Right or wrong , in doing my research, I opted for auto fem seeds to start.  Starting with NO knowledge on how to grow these plants but thanks to youtube and www.marijuanapassion.com have lots of ideas.  Here is what I have in my tent now trying to germinate and "if" anything pops out the soil, deciding what to keep and flower.  Here is my situation
The Good.....
(1) 5 Gal Fabric Pot - (2) All American Seed Company Trainwreck auto fem seeds (Planted direct in soil with myco) Thursday 11/25 morning - dropped one in pot and couldn't find it so threw another in
(1) 5 Gal Fabric Pot - (1) Greybeard Blue Dream auto fem seeds (Planted direct in soil with myco) Thursday 11/25 morning
(1) 1 Gal Fabric Pot - (1) Monster Bruce Banner auto fem seed (Planted direct in soil with myco) Friday 11/26 morning
(1) 1 Gal Fabric Pot - (1) Greybeard Northern Lights auto fem seed (Planted direct in soil with myco ) Friday 11/26 morning
The Bad......
(1) 3 Gal Fabric Pot - (2) All American Seed Company Trainwreck auto fem seeds Tuesday 11/23 night (Started in cup of water for 24 hours, floated to bottom but no tap root.  Impatient Jeff threw them in the paper towel sprinkled myco and ziplock.  Come Thursday still no sign of tap root so impatient Jeff watched videos and while stoned thought it would be a good idea to put seeds in paper towel on a plate over heat register.  Paper towel and seeds bone dry Friday morning but no tap root yet so I figured I would try and see if I could salvage any.  Planted the two seeds in a 3 gal fabric pot and hoping for the best
In the same (3) Gal Fabric Pot are (2) Greybeard Blue Dream auto fem seeds that have the same journey as the two trainwreck seeds in the story above.  So a total of 4 seeds in the 3 gal pot. 

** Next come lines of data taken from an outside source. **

//! Error types for valueflow-ir
//!
//! Every failure the IR can report is a defect in the caller or in an earlier
//! construction step; none of them is retried. Offset wrap-around is not an
//! error and never shows up here.

use crate::config::error::ConfigError;
use crate::shared::models::{MemObjId, NodeId};
use thiserror::Error;

/// Main error type for IR construction and queries
#[derive(Debug, Error)]
pub enum ValueFlowError {
    /// A node id that was never allocated by this IR
    #[error("unknown node id {0}")]
    UnknownNode(NodeId),

    /// Field resolution or field enumeration requested on a value node
    #[error("node {0} is not an object node")]
    NotAnObject(NodeId),

    /// A memory object id the layout service does not know about
    #[error("unknown memory object {0}")]
    UnknownMemObj(MemObjId),

    /// A node id registered twice
    #[error("node {0} is already registered")]
    DuplicateNode(NodeId),

    /// More than one incoming gep statement on a node
    #[error("node {node} has {count} incoming gep edges, at most one is allowed")]
    MultipleGepEdges { node: NodeId, count: usize },

    /// A field object for (base, offset) registered twice
    #[error("field object for base {base} at offset {offset} already exists")]
    DuplicateFieldObject { base: MemObjId, offset: i64 },

    /// Composed gep offset leaves the `i64` range
    #[error("offset {offset} + {delta} at node {node} overflows")]
    OffsetOverflow { node: NodeId, offset: i64, delta: i64 },

    /// The identifier space for the requested node class is used up
    #[error("identifier space exhausted: {0}")]
    IdSpaceExhausted(String),

    /// Invalid build configuration
    #[error("configuration error: {0}")]
    Config(#[from] ConfigError),
}

impl ValueFlowError {
    /// Whether this error reports a broken internal invariant (a bug in an
    /// earlier construction step) rather than a bad argument from the caller
    pub fn is_invariant_violation(&self) -> bool {
        matches!(
            self,
            ValueFlowError::MultipleGepEdges { .. }
                | ValueFlowError::DuplicateFieldObject { .. }
                | ValueFlowError::DuplicateNode(_)
        )
    }

    /// Node ids named by this error, for defect reports
    pub fn offending_nodes(&self) -> Vec<NodeId> {
        match self {
            ValueFlowError::UnknownNode(id)
            | ValueFlowError::NotAnObject(id)
            | ValueFlowError::OffsetOverflow { node: id, .. }
            | ValueFlowError::UnknownMemObj(id)
            | ValueFlowError::DuplicateNode(id) => vec![*id],
            ValueFlowError::MultipleGepEdges { node, .. } => vec![*node],
            ValueFlowError::DuplicateFieldObject { base, .. } => vec![*base],
            ValueFlowError::IdSpaceExhausted(_) | ValueFlowError::Config(_) => Vec::new(),
        }
    }
}

/// Result type alias for IR operations
pub type Result<T> = std::result::Result<T, ValueFlowError>;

I know everyone will ask questions on set up, heat, moisture, etc.  In this thread I am asking for tips on deciding which ones to grow from beginning to harvest to drying to curing.  I am growing in a 2x4 x5 Vivosun Tent and was hoping to harvest three plants after the new year for my personal use.  This is just for fun and to get me through the winter and grow some inventory.  So here is the question.....
Let's say 6 of the 9 seeds germinate and begin to grow through the soil , how long do I grow them and when do I decide which 3 to flower and what do you do with the plants you decide not to harvest.  I am watching videos and everyone is growing so many seedlings, wondering they decide which ones to move forward with and what to do with the others, assuming they are all females.

Thank you!!!!!!!!


----------



## bigsur51 (Nov 28, 2021)

Good questions jc....

if 6 of 9 seeds germinate and they are autoflowers , if I am not mistaken , you just plant them and leave the lights on like 18 hours on and 6 hours off and those auto flowers do their own thing , they will just begin to flower automatically...there is no vegg period if I am not mistaken...

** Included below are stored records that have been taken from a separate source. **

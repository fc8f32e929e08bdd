//! Configuration system
//!
//! - `IrBuildConfig`: construction switches (blackhole policy, first-field
//!   policy, field limit, field sensitivity)
//! - `Preset`: complete defaults for common use cases
//! - YAML loading with a versioned envelope

pub mod error;
pub mod ir_config;
pub mod preset;

pub use error::{ConfigError, ConfigResult};
pub use ir_config::{IrBuildConfig, MAX_FIELD_LIMIT, MIN_FIELD_LIMIT};
pub use preset::Preset;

what do I do with the plants I decide not to harvest?.....I give them to my chickens

it is always a challenge to grow new genetics...how tall will they get?...what is the potency like?....are they heavy or light eaters?....etc etc etc

so try and do some research on the strandivars that you are growing and go from there...

good luck and here’s to a happy harvest

Brother Cartman and a few other members here have a lot of experience growing autoflowers so maybe they will chime in and offer some advice or opinions...

I do know the regular photoperiod trainwreck and blue dream can be some monster plants outdoors , 8-14’ feet tall....


----------



## Carty (Jul 10, 2022)

Right on.. another person trying Autos.. well hopefully we can all chip in and make your adventure a good one..  you'll find out the 1gal pot plants will grow faster at 1st..  in the end if you can control moisture in the larger pots they'll surpass them later..  I prefer to start in 1gal pots and then up pot to 2gal tall built felt pots.
3works good though, sometimes tent size dictates it eh?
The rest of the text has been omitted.